Impact analysis

Before you make a change, see everything it would touch — direct and indirect — by following the thread.

Impact analysis answers the question you should ask before any significant change: what does this touch? By following the thread out from an item, it shows everything a change would affect — so you plan the work with the full picture rather than discovering the consequences afterward.

Following the thread

An item rarely stands alone. A requirement is realized by architecture, verified by tests, and constrained by risks; each of those connects to more.

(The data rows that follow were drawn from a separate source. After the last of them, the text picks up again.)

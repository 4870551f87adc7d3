use std::sync::Once;

/// Logger configuration.
///
/// `env_filter` follows the `env_logger` filter syntax (e.g. "info", "warn",
/// "texquad_engine=debug,wgpu_core=warn").
///
/// `default_filter` applies when neither `env_filter` nor `RUST_LOG` is set.
#[derive(Debug, Clone)]
pub struct LoggingConfig {
    pub env_filter: Option<String>,
    pub default_filter: String,
    pub write_style: env_logger::WriteStyle,
}

impl Default for LoggingConfig {
    fn default() -> Self {
        Self {
            env_filter: None,
            default_filter: "info".to_string(),
            write_style: env_logger::WriteStyle::Auto,
        }
    }
}

impl LoggingConfig {
    /// Picks the filter string: explicit config, then `rust_log`, then the default.
    fn resolve_filter(&self, rust_log: Option<String>) -> String {
        self.env_filter
            .clone()
            .or(rust_log.filter(|f| !f.trim().is_empty()))
            .unwrap_or_else(|| self.default_filter.clone())
    }
}

static INIT: Once = Once::new();

/// Initializes the global logger once.
///
/// This function is idempotent; subsequent calls are ignored.
/// Intended usage is early in `main`.
pub fn init_logging(config: LoggingConfig) {
    INIT.call_once(|| {
        let filter = config.resolve_filter(std::env::var("RUST_LOG").ok());

        let mut builder = env_logger::Builder::new();
        builder.parse_filters(&filter);
        builder.write_style(config.write_style);

        // Another logger may already be installed (tests, embedding hosts).
        if builder.try_init().is_err() {
            return;
        }

        log::debug!("logging initialized with filter `{filter}`");
    });
}

#[cfg(test)]
mod tests {
    use super::*;

    #[test]
    fn explicit_filter_wins_over_rust_log() {
        let config = LoggingConfig {
            env_filter: Some("warn".into()),
            ..LoggingConfig::default()
        };
        assert_eq!(config.resolve_filter(Some("trace".into())), "warn");
    }

    #[test]
    fn rust_log_used_when_no_explicit_filter() {
        let config = LoggingConfig::default();
        assert_eq!(config.resolve_filter(Some("debug".into())), "debug");
    }

    #[test]
    fn blank_rust_log_falls_back_to_default() {
        let config = LoggingConfig {
            default_filter: "info,naga=warn".into(),
            ..LoggingConfig::default()
        };
        assert_eq!(config.resolve_filter(Some("  ".into())), "info,naga=warn");
        assert_eq!(config.resolve_filter(None), "info,naga=warn");
    }

    #[test]
    fn init_is_idempotent() {
        init_logging(LoggingConfig::default());
        init_logging(LoggingConfig::default());
    }
}
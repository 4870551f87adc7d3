//! Window + runtime loop.
//!
//! Owns the `winit` EventLoop and Window, and wires them to the GPU layer.

mod runtime;

pub use runtime::{LoopState, Runtime, RuntimeConfig};
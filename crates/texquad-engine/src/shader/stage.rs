use std::fmt;

/// Programmable pipeline stage handled by the builder.
#[derive(Debug, Copy, Clone, Eq, PartialEq)]
pub enum ShaderStage {
    Vertex,
    Fragment,
}

impl ShaderStage {
    fn to_naga(self) -> naga::ShaderStage {
        match self {
            ShaderStage::Vertex => naga::ShaderStage::Vertex,
            ShaderStage::Fragment => naga::ShaderStage::Fragment,
        }
    }

    fn attribute(self) -> &'static str {
        match self {
            ShaderStage::Vertex => "@vertex",
            ShaderStage::Fragment => "@fragment",
        }
    }
}

impl fmt::Display for ShaderStage {
    fn fmt(&self, f: &mut fmt::Formatter<'_>) -> fmt::Result {
        f.write_str(match self {
            ShaderStage::Vertex => "vertex",
            ShaderStage::Fragment => "fragment",
        })
    }
}

/// A parsed and validated single-stage module.
pub(super) struct CompiledStage {
    pub module: naga::Module,
    entry_index: usize,
}

impl CompiledStage {
    pub fn entry(&self) -> &naga::EntryPoint {
        &self.module.entry_points[self.entry_index]
    }
}

/// Compiles `source` for `stage`.
///
/// On failure returns the diagnostic text (rendered against the source, with
/// line/column markers where the compiler provides them).
pub(super) fn compile(stage: ShaderStage, source: &str) -> Result<CompiledStage, String> {
    let module = naga::front::wgsl::parse_str(source).map_err(|e| e.emit_to_string(source))?;

    // Baseline capabilities only; anything beyond needs device features that
    // are never requested.
    let mut validator = naga::valid::Validator::new(
        naga::valid::ValidationFlags::all(),
        naga::valid::Capabilities::default(),
    );
    validator
        .validate(&module)
        .map_err(|e| e.emit_to_string(source))?;

    let candidates: Vec<usize> = module
        .entry_points
        .iter()
        .enumerate()
        .filter(|(_, ep)| ep.stage == stage.to_naga())
        .map(|(i, _)| i)
        .collect();

    let Some(&entry_index) = candidates.first() else {
        return Err(format!("error: no {} entry point found in {stage} shader", stage.attribute()));
    };

    if candidates.len() > 1 {
        log::debug!(
            "{stage} shader declares {} entry points; using `{}`",
            candidates.len(),
            module.entry_points[entry_index].name
        );
    }

    Ok(CompiledStage { module, entry_index })
}

#[cfg(test)]
mod tests {
    use super::*;

    #[test]
    fn compiles_minimal_vertex_stage() {
        let src = "@vertex fn main() -> @builtin(position) vec4<f32> { return vec4<f32>(0.0); }";
        let stage = compile(ShaderStage::Vertex, src).expect("valid vertex shader");
        assert_eq!(stage.entry().name, "main");
    }

    #[test]
    fn syntax_error_reports_diagnostic() {
        let log = compile(ShaderStage::Vertex, "@vertex fn main( {")
            .err()
            .expect("parse must fail");
        assert!(!log.is_empty());
    }

    #[test]
    fn type_error_reports_diagnostic() {
        let src = "@fragment fn main() -> @location(0) vec4<f32> { return 1.0; }";
        let log = compile(ShaderStage::Fragment, src).err().expect("validation must fail");
        assert!(!log.trim().is_empty());
    }

    #[test]
    fn optional_capabilities_are_rejected() {
        let src = r#"
@fragment
fn main() -> @location(0) vec4<f32> {
    let x: f64 = 1.0lf;
    return vec4<f32>(f32(x));
}
"#;
        let log = compile(ShaderStage::Fragment, src).err().expect("f64 needs a device feature");
        assert!(!log.trim().is_empty());
    }

    #[test]
    fn wrong_stage_is_rejected() {
        let src = "@vertex fn main() -> @builtin(position) vec4<f32> { return vec4<f32>(0.0); }";
        let log = compile(ShaderStage::Fragment, src).err().expect("no fragment entry point");
        assert!(log.contains("@fragment"));
    }

    #[test]
    fn empty_source_has_no_entry_point() {
        let log = compile(ShaderStage::Vertex, "").err().expect("empty source");
        assert!(log.contains("@vertex"));
    }
}
/// Represents a single acquired frame.
///
/// This object is short-lived and must be finalized promptly. Holding the surface
/// texture prevents acquisition of subsequent frames.
pub struct GpuFrame {
    pub surface_texture: wgpu::SurfaceTexture,
    pub view: wgpu::TextureView,
    /// Multisampled color target, present when the surface runs with MSAA.
    ///
    /// When set, rendering goes here and resolves into `view`.
    pub msaa_view: Option<wgpu::TextureView>,
    pub encoder: wgpu::CommandEncoder,
}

Impact analysis traverses those links to assemble the set of affected items — not just the immediate neighbors, but the things connected to them too.

Direct and indirect

The analysis distinguishes direct impact — the items linked straight to what you’re changing — from indirect impact, the items reached further along the thread. It can follow the connections to a chosen depth, so you can look one hop out for a quick check or trace the full ripple of a change across the program.

Upstream and downstream

Impact runs both ways. Looking downstream shows what depends on the item you’re changing — the tests, controls, and releases that would need attention. Looking upstream shows what it depends on — the needs and decisions that drove it. Together they frame a change completely: what it might break, and what it was meant to satisfy.

Planning a change

The point of impact analysis is to do it before the change. The set of affected items is your re-verification plan: the tests to re-run, the risks to re-assess, the reviews to re-open. Estimating that scope up front is the difference between a controlled change and a surprise — and it’s exactly the evidence a change-control process expects.

After the change

Once a change is made, the same connections drive suspect links, which flag the affected items for the re-verification impact analysis predicted. Analysis plans the change; suspect links make sure the follow-through actually happens. Impact analysis is also available as a report for capturing the assessment formally — see Reports.